> **TO DO**: Where the records below show a line containing "configuration file was", start copying; end with the line containing "a finished command.", and copy it too.
(MATERIAL FOR THIS EXERCISE Opens)
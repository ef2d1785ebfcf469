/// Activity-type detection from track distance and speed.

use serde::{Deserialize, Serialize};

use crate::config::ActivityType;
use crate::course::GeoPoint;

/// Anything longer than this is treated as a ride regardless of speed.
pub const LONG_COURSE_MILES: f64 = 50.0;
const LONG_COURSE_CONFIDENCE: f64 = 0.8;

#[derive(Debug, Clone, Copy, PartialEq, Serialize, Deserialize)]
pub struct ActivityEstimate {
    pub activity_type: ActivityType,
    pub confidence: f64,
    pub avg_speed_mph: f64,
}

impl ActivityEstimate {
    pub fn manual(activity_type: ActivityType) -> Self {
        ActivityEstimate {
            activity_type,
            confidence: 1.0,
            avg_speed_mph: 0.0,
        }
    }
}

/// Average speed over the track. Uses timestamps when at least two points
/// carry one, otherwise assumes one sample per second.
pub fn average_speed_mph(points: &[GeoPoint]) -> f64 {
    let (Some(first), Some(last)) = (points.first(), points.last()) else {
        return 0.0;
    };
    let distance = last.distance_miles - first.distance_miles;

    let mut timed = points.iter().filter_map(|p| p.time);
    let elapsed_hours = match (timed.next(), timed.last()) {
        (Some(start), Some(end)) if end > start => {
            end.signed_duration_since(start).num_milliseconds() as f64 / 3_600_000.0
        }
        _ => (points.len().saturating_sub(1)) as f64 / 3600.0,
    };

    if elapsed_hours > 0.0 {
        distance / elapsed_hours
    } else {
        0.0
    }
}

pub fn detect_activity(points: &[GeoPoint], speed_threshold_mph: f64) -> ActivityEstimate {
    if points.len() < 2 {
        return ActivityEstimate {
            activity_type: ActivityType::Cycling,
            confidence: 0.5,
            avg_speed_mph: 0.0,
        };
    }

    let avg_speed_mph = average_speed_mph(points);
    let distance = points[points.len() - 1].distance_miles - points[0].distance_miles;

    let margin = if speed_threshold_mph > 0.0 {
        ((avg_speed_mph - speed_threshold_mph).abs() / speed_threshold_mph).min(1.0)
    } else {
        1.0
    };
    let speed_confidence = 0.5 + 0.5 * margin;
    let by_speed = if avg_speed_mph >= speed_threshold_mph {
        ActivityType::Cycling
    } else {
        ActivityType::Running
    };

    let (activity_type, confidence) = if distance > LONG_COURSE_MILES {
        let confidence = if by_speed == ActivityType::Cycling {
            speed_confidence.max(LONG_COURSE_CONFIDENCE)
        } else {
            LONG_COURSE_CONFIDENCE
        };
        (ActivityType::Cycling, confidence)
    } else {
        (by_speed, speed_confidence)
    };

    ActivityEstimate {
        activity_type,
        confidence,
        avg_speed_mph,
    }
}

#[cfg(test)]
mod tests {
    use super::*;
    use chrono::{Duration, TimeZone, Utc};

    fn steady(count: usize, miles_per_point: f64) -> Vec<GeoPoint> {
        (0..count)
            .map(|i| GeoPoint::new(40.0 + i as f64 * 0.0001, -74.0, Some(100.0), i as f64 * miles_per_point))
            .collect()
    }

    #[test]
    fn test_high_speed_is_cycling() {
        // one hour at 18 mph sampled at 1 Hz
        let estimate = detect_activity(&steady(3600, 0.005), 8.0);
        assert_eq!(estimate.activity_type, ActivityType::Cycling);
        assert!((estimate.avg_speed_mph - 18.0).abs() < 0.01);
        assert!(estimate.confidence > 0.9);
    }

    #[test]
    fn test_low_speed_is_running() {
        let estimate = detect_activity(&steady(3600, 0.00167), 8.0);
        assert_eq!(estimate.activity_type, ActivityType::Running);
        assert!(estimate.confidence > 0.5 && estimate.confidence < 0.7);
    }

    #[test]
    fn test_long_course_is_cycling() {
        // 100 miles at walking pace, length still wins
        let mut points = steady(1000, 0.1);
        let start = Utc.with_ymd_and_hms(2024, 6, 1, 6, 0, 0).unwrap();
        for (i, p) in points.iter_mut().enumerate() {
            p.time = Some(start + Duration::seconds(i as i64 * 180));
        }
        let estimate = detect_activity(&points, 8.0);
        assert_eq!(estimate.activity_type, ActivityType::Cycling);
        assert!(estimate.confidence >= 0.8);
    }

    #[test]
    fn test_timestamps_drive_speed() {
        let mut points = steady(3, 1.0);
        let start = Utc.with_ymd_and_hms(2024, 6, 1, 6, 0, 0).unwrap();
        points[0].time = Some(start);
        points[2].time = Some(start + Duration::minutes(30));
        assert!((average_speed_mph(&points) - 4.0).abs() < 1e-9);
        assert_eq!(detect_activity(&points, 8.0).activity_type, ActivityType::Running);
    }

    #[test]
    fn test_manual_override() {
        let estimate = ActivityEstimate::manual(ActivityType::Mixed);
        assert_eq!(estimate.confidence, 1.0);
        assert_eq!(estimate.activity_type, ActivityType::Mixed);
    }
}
(MATERIAL FOR THIS EXERCISE Closes)
(MATERIAL FOR THIS EXERCISE Opens)
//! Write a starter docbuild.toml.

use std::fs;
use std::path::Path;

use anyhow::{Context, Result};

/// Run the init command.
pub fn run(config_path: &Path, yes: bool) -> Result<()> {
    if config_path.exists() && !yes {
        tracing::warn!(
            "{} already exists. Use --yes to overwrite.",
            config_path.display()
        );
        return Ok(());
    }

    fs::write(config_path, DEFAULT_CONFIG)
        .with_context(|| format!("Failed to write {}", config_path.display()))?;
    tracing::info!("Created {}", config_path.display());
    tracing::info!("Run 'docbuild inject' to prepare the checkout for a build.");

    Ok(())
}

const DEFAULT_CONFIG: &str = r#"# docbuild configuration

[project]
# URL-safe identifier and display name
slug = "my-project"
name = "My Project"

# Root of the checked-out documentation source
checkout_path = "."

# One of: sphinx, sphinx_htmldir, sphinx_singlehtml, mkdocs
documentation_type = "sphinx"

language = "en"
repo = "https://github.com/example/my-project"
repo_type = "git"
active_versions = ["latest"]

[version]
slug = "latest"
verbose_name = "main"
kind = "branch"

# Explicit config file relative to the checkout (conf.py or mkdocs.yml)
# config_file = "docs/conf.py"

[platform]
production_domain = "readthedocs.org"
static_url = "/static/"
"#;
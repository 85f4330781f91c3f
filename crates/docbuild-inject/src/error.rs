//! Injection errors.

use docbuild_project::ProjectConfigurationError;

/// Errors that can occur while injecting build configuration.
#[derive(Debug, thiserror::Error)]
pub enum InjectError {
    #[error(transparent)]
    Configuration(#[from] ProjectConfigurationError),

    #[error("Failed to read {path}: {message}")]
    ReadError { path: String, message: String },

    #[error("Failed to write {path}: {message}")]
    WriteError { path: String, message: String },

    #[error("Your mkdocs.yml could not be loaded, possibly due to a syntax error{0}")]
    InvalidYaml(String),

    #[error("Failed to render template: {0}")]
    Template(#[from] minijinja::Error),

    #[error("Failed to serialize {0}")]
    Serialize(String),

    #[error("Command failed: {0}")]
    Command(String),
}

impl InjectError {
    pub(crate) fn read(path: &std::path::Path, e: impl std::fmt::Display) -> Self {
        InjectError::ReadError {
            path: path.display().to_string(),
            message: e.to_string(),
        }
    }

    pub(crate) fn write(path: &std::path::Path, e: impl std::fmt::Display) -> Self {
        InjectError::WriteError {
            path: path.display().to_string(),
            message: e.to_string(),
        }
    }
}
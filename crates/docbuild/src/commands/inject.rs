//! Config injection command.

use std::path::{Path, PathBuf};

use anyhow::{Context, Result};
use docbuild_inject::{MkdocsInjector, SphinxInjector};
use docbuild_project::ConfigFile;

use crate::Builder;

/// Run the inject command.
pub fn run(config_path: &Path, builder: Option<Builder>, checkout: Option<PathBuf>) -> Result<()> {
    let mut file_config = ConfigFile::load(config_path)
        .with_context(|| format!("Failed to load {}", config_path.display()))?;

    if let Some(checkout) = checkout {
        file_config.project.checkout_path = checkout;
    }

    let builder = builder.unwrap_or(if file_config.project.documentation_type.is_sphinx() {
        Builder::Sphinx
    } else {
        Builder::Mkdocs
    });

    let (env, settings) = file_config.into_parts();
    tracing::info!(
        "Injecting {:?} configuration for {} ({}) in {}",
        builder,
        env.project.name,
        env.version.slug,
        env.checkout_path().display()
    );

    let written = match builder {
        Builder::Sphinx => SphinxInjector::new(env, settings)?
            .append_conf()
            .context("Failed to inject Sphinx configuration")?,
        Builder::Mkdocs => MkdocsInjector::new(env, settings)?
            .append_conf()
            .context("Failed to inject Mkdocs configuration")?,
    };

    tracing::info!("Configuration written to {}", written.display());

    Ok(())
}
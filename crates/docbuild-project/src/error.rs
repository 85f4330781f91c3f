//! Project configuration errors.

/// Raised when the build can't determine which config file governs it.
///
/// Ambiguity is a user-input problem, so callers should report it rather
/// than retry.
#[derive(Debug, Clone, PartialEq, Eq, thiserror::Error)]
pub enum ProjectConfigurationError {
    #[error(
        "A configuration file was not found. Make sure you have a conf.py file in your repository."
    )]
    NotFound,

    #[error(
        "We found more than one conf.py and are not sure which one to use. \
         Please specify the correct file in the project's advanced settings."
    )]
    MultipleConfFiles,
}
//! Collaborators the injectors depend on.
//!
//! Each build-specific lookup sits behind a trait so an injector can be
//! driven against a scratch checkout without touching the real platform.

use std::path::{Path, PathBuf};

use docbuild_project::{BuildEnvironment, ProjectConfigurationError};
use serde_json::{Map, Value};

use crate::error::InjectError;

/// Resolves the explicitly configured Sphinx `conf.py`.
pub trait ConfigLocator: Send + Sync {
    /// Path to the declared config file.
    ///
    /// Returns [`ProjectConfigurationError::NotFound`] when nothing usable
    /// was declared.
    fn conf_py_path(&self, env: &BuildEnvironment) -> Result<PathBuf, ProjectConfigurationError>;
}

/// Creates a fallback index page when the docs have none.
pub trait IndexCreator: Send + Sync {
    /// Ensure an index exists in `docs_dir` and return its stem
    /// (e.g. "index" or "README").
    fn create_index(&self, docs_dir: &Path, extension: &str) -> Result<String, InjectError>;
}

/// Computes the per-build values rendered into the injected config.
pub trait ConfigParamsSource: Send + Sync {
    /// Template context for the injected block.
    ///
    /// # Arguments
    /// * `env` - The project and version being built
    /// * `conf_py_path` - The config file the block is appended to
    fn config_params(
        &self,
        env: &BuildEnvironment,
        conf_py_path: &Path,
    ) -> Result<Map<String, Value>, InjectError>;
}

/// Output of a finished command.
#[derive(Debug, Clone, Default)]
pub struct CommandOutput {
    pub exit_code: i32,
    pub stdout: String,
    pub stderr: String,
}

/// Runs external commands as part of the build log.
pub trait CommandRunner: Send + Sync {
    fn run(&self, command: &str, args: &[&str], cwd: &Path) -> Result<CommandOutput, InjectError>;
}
(MATERIAL FOR THIS EXERCISE Closes)
(MATERIAL FOR THIS EXERCISE Opens)
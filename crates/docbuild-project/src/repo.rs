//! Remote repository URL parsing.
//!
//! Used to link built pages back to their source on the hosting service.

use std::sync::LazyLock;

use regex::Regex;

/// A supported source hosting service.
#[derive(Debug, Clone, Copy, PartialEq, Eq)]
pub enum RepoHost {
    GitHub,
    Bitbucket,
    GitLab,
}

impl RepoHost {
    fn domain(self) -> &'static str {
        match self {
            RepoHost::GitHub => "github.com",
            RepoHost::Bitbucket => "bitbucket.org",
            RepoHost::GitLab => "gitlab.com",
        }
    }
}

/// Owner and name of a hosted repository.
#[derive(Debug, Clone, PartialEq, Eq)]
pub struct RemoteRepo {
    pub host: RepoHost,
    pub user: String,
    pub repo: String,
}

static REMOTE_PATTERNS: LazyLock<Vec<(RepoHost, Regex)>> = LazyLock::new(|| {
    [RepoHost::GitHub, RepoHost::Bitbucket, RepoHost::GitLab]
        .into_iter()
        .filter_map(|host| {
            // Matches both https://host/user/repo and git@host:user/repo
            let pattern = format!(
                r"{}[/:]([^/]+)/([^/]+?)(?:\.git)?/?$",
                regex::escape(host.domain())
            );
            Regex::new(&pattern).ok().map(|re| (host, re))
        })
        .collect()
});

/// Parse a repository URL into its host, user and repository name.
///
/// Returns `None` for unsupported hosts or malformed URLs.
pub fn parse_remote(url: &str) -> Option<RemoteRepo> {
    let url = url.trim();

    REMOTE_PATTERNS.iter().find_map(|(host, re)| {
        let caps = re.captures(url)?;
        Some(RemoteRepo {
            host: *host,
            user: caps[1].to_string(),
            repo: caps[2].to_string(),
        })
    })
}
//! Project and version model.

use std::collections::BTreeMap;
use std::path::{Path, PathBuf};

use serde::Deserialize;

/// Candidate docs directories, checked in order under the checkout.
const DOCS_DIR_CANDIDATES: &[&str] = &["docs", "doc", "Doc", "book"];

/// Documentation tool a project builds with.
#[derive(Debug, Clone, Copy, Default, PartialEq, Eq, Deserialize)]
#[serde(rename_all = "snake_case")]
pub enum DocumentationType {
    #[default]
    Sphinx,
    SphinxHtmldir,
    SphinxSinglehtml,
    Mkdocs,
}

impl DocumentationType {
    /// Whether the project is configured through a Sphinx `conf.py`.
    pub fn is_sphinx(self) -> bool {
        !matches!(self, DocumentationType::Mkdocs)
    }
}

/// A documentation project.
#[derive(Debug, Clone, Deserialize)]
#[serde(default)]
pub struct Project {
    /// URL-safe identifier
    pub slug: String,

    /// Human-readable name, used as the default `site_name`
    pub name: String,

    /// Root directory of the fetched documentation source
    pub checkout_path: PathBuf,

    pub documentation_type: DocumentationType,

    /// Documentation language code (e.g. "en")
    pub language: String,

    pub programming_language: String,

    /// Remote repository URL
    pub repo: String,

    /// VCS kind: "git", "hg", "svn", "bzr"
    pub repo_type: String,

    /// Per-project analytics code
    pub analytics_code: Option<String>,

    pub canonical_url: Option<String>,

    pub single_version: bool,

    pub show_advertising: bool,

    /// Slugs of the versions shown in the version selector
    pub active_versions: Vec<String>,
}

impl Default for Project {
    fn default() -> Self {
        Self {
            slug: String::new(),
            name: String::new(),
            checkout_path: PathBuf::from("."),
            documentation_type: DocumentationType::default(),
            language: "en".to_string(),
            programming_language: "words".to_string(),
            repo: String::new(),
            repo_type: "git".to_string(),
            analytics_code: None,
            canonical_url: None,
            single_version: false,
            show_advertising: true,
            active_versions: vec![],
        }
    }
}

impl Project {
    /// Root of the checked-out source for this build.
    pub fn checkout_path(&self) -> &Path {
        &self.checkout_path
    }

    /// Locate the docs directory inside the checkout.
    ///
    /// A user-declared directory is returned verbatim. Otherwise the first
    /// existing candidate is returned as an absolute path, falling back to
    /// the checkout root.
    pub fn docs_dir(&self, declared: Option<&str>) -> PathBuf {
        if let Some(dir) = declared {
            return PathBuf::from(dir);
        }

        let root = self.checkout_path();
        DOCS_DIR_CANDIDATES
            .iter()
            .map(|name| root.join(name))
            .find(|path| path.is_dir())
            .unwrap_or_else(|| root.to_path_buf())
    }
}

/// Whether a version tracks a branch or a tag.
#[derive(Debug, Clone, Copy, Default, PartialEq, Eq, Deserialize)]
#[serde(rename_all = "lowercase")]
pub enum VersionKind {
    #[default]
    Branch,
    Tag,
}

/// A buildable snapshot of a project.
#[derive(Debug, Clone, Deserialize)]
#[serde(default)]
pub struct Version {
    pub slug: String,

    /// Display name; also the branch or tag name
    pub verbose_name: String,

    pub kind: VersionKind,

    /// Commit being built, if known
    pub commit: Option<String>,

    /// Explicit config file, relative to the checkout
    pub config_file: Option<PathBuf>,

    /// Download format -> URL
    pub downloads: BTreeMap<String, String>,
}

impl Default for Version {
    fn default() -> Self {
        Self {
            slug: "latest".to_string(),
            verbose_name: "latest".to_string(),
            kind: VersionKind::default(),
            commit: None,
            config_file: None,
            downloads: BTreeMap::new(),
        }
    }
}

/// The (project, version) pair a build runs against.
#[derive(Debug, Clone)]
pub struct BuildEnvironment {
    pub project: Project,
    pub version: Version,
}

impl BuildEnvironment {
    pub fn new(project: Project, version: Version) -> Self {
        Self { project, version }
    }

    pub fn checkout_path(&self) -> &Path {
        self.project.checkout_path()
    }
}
(MATERIAL FOR THIS EXERCISE Closes)
> **COMPLETED EXERCISE**:
        "A configuration file was not found. Make sure you have a conf.py file in your repository."
    )]
    NotFound,

    #[error(
        "We found more than one conf.py and are not sure which one to use. \
         Please specify the correct file in the project's advanced settings."
    )]
    MultipleConfFiles,
}
//! Collaborators the injectors depend on.
//!
//! Each build-specific lookup sits behind a trait so an injector can be
//! driven against a scratch checkout without touching the real platform.

use std::path::{Path, PathBuf};

use docbuild_project::{BuildEnvironment, ProjectConfigurationError};
use serde_json::{Map, Value};

use crate::error::InjectError;

/// Resolves the explicitly configured Sphinx `conf.py`.
pub trait ConfigLocator: Send + Sync {
    /// Path to the declared config file.
    ///
    /// Returns [`ProjectConfigurationError::NotFound`] when nothing usable
    /// was declared.
    fn conf_py_path(&self, env: &BuildEnvironment) -> Result<PathBuf, ProjectConfigurationError>;
}

/// Creates a fallback index page when the docs have none.
pub trait IndexCreator: Send + Sync {
    /// Ensure an index exists in `docs_dir` and return its stem
    /// (e.g. "index" or "README").
    fn create_index(&self, docs_dir: &Path, extension: &str) -> Result<String, InjectError>;
}

/// Computes the per-build values rendered into the injected config.
pub trait ConfigParamsSource: Send + Sync {
    /// Template context for the injected block.
    ///
    /// # Arguments
    /// * `env` - The project and version being built
    /// * `conf_py_path` - The config file the block is appended to
    fn config_params(
        &self,
        env: &BuildEnvironment,
        conf_py_path: &Path,
    ) -> Result<Map<String, Value>, InjectError>;
}

/// Output of a finished command.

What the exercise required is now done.